ABOUT THIS TASK: After finding the line containing "descendant. Moves each" below, please output that line and each following one through the line containing "let Some(coop) = registered.remove(&next)", exactly as written.

*** THE DATA ***

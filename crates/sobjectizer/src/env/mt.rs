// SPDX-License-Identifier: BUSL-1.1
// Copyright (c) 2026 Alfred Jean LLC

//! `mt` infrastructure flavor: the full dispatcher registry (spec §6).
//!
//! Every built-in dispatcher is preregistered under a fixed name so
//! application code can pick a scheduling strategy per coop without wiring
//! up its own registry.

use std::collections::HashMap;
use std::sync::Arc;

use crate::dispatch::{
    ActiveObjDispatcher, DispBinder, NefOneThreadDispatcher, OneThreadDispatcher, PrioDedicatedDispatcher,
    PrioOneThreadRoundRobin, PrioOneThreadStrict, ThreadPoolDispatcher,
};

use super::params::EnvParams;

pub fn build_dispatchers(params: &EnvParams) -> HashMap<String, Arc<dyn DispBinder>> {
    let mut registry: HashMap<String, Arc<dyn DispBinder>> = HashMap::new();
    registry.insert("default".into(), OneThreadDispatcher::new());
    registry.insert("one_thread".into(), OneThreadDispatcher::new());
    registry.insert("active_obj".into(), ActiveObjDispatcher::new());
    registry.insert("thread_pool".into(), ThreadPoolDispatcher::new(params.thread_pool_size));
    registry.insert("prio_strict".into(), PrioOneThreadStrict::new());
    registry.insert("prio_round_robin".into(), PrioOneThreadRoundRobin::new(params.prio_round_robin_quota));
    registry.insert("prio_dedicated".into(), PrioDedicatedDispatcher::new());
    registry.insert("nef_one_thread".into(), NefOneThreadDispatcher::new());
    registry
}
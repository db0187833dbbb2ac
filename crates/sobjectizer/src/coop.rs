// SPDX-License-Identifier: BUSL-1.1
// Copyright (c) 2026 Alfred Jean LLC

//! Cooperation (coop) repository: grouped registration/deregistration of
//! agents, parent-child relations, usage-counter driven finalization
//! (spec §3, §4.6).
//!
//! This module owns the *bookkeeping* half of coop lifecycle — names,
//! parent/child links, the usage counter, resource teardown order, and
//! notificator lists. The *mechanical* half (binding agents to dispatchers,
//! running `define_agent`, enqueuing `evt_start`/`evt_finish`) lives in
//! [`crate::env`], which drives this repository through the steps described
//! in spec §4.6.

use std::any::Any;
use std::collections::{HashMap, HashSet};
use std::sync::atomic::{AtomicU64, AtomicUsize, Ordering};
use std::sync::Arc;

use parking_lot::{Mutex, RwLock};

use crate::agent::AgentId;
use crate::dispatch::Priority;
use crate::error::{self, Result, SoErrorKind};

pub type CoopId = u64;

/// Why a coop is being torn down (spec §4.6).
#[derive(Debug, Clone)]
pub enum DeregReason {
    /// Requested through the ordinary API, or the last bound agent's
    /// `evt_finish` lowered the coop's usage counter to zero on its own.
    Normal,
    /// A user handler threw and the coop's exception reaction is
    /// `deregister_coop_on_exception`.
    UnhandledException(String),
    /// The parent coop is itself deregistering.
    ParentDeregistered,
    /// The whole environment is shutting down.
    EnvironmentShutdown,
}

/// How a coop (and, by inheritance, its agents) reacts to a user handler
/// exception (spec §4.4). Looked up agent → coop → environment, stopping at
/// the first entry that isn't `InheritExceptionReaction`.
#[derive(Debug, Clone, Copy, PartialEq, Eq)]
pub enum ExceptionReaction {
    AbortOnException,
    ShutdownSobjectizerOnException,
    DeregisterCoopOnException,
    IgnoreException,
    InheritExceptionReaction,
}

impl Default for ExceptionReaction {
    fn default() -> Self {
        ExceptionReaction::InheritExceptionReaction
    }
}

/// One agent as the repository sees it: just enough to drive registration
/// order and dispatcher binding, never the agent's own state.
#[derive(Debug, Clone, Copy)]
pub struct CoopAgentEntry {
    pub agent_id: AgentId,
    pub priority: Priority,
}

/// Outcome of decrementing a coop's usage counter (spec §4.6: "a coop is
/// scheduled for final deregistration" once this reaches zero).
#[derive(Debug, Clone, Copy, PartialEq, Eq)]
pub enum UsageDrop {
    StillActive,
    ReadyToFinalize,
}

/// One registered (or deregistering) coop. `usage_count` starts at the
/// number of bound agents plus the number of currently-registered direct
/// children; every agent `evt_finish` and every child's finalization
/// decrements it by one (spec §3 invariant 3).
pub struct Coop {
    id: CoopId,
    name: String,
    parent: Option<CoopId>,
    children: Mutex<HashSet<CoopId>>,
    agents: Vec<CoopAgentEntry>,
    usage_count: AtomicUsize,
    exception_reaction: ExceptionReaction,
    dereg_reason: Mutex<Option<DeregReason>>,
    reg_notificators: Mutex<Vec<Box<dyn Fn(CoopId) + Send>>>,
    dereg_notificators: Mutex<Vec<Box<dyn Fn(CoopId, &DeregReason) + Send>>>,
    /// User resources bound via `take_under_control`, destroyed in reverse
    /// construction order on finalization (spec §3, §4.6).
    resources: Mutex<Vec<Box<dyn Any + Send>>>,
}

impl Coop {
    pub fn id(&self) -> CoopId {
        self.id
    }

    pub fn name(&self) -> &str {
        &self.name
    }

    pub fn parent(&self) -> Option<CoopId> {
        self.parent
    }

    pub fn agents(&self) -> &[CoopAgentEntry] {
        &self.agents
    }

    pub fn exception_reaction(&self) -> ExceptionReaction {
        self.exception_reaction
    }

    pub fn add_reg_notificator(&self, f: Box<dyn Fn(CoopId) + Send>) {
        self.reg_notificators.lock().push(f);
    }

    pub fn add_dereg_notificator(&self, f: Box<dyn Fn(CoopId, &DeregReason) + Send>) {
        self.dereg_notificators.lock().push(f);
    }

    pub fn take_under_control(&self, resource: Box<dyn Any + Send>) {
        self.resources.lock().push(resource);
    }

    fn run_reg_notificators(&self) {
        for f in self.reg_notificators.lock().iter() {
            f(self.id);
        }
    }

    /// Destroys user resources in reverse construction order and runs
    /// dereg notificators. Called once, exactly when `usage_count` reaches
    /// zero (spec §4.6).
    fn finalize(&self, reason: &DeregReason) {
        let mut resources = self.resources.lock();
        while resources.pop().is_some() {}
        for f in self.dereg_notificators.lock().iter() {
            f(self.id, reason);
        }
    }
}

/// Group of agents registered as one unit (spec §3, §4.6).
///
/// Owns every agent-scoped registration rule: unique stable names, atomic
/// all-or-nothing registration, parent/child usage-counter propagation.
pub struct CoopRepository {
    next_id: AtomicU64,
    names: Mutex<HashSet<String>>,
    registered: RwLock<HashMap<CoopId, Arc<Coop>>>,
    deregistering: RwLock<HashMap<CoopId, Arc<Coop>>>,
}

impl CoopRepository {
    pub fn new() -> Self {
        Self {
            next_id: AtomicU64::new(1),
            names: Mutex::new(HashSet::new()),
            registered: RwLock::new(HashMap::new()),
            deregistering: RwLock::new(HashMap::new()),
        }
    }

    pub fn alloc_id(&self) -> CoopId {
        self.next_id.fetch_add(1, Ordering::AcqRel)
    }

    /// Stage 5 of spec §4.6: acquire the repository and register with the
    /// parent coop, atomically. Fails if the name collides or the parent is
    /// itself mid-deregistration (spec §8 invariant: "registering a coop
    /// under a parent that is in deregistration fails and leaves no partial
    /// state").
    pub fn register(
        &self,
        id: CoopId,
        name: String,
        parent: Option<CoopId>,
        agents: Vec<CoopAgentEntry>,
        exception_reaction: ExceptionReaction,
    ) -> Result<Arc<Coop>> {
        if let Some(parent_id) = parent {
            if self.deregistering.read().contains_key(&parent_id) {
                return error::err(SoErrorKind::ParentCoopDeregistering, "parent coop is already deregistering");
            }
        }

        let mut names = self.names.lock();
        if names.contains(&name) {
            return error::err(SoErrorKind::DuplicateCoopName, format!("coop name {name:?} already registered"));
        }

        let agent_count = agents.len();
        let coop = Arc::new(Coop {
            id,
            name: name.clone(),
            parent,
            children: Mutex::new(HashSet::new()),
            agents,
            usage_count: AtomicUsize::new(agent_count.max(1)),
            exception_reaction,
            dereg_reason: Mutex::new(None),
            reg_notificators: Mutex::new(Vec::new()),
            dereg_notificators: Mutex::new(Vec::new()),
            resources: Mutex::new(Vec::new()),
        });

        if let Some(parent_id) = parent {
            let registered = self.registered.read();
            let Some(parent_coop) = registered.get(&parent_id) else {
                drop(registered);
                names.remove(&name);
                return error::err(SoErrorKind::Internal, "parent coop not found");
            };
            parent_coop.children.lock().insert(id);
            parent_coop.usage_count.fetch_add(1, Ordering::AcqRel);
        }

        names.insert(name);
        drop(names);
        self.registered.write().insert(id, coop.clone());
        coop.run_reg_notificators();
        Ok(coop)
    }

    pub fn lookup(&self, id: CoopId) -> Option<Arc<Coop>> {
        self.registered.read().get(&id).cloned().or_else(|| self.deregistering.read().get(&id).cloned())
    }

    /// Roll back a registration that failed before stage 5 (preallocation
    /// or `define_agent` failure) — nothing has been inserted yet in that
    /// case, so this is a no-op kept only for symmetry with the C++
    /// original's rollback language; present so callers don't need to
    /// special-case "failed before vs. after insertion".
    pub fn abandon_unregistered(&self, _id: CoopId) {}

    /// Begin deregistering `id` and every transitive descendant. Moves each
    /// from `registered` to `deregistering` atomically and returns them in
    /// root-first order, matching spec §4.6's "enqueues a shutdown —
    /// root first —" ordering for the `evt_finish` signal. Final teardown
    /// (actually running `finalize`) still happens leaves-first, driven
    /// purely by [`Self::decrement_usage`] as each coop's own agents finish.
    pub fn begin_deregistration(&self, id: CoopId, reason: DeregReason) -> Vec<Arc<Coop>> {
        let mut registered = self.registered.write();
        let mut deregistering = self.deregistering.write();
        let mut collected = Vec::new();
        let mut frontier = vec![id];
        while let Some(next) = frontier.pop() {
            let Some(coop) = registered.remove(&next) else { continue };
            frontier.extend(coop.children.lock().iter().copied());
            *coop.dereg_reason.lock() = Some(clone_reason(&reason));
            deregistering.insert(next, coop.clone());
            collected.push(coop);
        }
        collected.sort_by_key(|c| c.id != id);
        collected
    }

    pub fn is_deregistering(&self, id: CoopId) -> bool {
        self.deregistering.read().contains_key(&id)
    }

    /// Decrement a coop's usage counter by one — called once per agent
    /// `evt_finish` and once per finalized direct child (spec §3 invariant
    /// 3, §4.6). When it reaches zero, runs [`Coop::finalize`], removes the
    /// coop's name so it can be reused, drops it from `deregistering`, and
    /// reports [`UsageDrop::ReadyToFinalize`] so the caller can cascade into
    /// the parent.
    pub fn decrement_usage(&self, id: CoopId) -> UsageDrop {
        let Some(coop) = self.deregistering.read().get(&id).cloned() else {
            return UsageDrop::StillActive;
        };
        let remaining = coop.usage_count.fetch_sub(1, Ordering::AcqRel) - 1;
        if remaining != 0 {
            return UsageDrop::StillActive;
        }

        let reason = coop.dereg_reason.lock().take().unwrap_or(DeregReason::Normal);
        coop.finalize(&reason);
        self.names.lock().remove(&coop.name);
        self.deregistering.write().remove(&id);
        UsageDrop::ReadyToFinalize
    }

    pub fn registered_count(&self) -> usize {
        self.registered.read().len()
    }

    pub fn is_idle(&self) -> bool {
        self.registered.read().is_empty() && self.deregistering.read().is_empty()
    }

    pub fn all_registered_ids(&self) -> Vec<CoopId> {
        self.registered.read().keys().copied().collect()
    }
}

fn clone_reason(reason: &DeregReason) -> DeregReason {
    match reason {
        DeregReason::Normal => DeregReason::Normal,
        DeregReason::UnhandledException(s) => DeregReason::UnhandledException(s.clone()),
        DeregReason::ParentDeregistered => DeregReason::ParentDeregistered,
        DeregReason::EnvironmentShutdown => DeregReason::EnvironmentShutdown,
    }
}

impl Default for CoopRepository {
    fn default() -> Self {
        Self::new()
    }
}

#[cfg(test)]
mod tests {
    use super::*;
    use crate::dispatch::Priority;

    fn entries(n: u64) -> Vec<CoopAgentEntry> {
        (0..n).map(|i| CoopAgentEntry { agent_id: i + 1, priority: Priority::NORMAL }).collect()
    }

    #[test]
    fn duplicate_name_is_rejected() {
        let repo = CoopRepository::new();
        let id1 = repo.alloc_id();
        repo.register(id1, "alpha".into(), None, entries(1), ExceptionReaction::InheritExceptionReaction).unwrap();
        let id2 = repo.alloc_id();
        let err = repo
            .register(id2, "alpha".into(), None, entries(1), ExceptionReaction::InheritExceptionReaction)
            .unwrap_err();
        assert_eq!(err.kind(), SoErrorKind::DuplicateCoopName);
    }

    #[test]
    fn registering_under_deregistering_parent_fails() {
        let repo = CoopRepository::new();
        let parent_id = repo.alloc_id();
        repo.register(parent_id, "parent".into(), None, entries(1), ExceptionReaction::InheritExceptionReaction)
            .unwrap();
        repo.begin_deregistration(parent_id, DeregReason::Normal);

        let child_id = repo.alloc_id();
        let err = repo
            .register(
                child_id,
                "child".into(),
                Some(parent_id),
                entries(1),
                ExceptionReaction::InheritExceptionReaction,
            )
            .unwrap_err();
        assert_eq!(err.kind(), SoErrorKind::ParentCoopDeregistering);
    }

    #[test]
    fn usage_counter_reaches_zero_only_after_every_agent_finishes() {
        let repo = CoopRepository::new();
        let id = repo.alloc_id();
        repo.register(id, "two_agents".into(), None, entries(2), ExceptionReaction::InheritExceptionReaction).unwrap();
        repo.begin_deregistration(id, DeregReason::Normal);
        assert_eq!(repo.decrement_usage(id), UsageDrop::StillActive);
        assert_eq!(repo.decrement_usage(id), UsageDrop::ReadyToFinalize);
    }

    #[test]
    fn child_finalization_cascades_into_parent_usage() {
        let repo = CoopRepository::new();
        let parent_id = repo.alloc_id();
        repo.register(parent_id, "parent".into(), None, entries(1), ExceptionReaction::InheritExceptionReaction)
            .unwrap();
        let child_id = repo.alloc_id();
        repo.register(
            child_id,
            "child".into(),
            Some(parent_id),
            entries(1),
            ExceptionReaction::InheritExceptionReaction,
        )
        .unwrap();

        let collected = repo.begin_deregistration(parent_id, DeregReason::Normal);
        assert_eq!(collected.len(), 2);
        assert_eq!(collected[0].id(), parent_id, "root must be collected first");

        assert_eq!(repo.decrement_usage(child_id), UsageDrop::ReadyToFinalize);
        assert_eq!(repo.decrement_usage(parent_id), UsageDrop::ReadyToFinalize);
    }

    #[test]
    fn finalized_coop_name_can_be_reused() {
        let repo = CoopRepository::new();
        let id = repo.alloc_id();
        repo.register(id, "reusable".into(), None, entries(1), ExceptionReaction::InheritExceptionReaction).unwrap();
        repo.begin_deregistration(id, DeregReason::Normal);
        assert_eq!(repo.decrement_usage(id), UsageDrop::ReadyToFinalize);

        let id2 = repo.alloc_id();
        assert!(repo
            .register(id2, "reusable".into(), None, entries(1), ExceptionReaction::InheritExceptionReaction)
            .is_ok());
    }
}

***

WRITTEN REPLY:
    /// Begin deregistering `id` and every transitive descendant. Moves each
    /// from `registered` to `deregistering` atomically and returns them in
    /// root-first order, matching spec §4.6's "enqueues a shutdown —
    /// root first —" ordering for the `evt_finish` signal. Final teardown
    /// (actually running `finalize`) still happens leaves-first, driven
    /// purely by [`Self::decrement_usage`] as each coop's own agents finish.
    pub fn begin_deregistration(&self, id: CoopId, reason: DeregReason) -> Vec<Arc<Coop>> {
        let mut registered = self.registered.write();
        let mut deregistering = self.deregistering.write();
        let mut collected = Vec::new();
        let mut frontier = vec![id];
        while let Some(next) = frontier.pop() {
            let Some(coop) = registered.remove(&next) else { continue };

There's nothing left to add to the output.